[Records excerpted from a collection]
[Start of Attachment]

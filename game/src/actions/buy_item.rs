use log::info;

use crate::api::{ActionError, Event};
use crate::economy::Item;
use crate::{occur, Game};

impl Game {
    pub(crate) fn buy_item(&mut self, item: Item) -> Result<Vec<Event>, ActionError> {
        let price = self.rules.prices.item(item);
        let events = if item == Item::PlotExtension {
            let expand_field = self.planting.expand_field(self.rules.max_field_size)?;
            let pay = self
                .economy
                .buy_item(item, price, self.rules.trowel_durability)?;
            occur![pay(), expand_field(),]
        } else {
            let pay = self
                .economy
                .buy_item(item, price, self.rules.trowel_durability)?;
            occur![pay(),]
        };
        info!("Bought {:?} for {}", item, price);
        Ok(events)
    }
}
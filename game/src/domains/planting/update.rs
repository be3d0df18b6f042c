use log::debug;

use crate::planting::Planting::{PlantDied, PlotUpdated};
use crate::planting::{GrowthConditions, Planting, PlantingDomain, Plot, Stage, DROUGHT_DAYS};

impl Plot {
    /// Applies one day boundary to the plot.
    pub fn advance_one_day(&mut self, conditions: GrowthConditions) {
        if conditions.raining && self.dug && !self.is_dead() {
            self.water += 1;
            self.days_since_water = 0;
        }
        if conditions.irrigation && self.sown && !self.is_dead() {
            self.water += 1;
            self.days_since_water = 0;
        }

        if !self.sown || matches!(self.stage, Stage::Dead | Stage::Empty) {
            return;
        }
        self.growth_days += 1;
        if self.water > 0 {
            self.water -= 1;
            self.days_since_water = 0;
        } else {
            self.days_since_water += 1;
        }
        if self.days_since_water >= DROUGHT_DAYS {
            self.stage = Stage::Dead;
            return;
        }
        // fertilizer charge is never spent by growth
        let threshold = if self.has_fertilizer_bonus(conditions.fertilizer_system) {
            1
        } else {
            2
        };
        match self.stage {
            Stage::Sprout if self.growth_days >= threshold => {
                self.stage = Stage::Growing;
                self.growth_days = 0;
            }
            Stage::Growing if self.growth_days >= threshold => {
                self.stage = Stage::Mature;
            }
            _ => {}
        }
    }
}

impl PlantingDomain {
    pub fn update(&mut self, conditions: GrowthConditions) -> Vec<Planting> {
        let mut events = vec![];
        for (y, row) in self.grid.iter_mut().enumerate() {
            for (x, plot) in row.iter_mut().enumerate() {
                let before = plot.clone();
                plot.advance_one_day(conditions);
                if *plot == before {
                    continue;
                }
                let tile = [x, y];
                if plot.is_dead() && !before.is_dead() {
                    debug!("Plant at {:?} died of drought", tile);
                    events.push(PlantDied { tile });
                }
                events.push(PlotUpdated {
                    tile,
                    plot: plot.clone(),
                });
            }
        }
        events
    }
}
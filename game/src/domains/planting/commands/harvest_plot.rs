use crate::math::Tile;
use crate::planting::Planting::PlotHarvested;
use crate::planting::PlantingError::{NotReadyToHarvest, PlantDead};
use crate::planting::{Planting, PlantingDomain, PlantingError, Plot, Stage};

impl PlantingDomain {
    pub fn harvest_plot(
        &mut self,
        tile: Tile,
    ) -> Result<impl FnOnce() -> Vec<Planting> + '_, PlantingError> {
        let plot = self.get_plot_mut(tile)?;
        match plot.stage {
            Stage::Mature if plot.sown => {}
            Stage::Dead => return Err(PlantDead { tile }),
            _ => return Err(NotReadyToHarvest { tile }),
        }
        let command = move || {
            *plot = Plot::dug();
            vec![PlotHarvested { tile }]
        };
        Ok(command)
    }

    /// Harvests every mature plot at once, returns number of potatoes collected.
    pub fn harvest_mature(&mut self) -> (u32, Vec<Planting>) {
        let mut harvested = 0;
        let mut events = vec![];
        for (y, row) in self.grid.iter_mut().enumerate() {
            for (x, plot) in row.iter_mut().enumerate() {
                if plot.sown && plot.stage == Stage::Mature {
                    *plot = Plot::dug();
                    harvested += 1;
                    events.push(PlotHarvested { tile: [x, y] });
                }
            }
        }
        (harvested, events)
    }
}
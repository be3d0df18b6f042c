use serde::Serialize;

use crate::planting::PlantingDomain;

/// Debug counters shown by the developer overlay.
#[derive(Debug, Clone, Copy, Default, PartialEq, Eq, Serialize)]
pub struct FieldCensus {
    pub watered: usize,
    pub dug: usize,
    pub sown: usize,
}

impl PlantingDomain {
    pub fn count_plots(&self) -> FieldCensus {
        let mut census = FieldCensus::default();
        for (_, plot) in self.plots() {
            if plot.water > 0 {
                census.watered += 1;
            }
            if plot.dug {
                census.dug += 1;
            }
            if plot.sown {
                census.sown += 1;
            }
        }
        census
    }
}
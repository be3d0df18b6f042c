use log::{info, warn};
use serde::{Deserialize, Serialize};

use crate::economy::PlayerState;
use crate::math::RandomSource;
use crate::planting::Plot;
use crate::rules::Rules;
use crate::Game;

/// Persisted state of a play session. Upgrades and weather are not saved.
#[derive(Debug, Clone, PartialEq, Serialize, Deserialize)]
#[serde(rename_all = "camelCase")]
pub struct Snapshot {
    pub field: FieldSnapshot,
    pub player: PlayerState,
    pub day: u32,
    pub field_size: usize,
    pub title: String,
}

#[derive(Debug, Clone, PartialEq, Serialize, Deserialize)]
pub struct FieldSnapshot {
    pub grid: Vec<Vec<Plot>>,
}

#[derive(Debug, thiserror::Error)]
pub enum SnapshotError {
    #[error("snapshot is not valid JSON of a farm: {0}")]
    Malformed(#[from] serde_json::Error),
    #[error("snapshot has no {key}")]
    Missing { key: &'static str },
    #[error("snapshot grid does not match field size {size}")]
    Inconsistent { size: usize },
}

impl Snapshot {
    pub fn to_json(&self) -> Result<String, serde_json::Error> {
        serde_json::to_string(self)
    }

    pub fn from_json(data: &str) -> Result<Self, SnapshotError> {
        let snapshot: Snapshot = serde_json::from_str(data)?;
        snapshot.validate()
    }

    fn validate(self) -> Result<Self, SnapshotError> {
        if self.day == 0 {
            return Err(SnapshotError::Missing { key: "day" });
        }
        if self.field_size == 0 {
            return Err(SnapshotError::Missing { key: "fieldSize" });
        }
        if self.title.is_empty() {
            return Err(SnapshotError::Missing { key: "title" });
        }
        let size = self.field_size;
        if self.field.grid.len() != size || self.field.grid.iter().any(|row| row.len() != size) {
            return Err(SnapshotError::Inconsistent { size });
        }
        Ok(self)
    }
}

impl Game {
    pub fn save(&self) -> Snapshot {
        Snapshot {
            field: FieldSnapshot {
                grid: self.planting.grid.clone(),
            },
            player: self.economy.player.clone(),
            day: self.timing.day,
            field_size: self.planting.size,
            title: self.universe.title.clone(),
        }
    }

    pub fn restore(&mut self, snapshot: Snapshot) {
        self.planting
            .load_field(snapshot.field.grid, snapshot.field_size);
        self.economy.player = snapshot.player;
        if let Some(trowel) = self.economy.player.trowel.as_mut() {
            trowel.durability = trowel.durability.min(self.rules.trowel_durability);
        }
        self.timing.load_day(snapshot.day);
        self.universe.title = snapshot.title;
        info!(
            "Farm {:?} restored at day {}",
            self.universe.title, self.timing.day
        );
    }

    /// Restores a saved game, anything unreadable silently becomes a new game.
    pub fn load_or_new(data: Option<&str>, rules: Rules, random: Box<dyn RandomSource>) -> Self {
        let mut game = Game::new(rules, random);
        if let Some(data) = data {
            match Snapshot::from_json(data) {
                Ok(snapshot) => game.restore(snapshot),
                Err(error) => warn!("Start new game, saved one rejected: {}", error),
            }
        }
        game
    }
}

[End of Attachment]

> [Task prompt] Which lines belong in the answer? Exactly those from the first line of the entries through the line holding "let price = self.rules.prices.item(item);", inclusive, copied unchanged.

> [Solution for this problem]
filename game/src/actions/buy_item.rs
use log::info;

use crate::api::{ActionError, Event};
use crate::economy::Item;
use crate::{occur, Game};

impl Game {
    pub(crate) fn buy_item(&mut self, item: Item) -> Result<Vec<Event>, ActionError> {
        let price = self.rules.prices.item(item);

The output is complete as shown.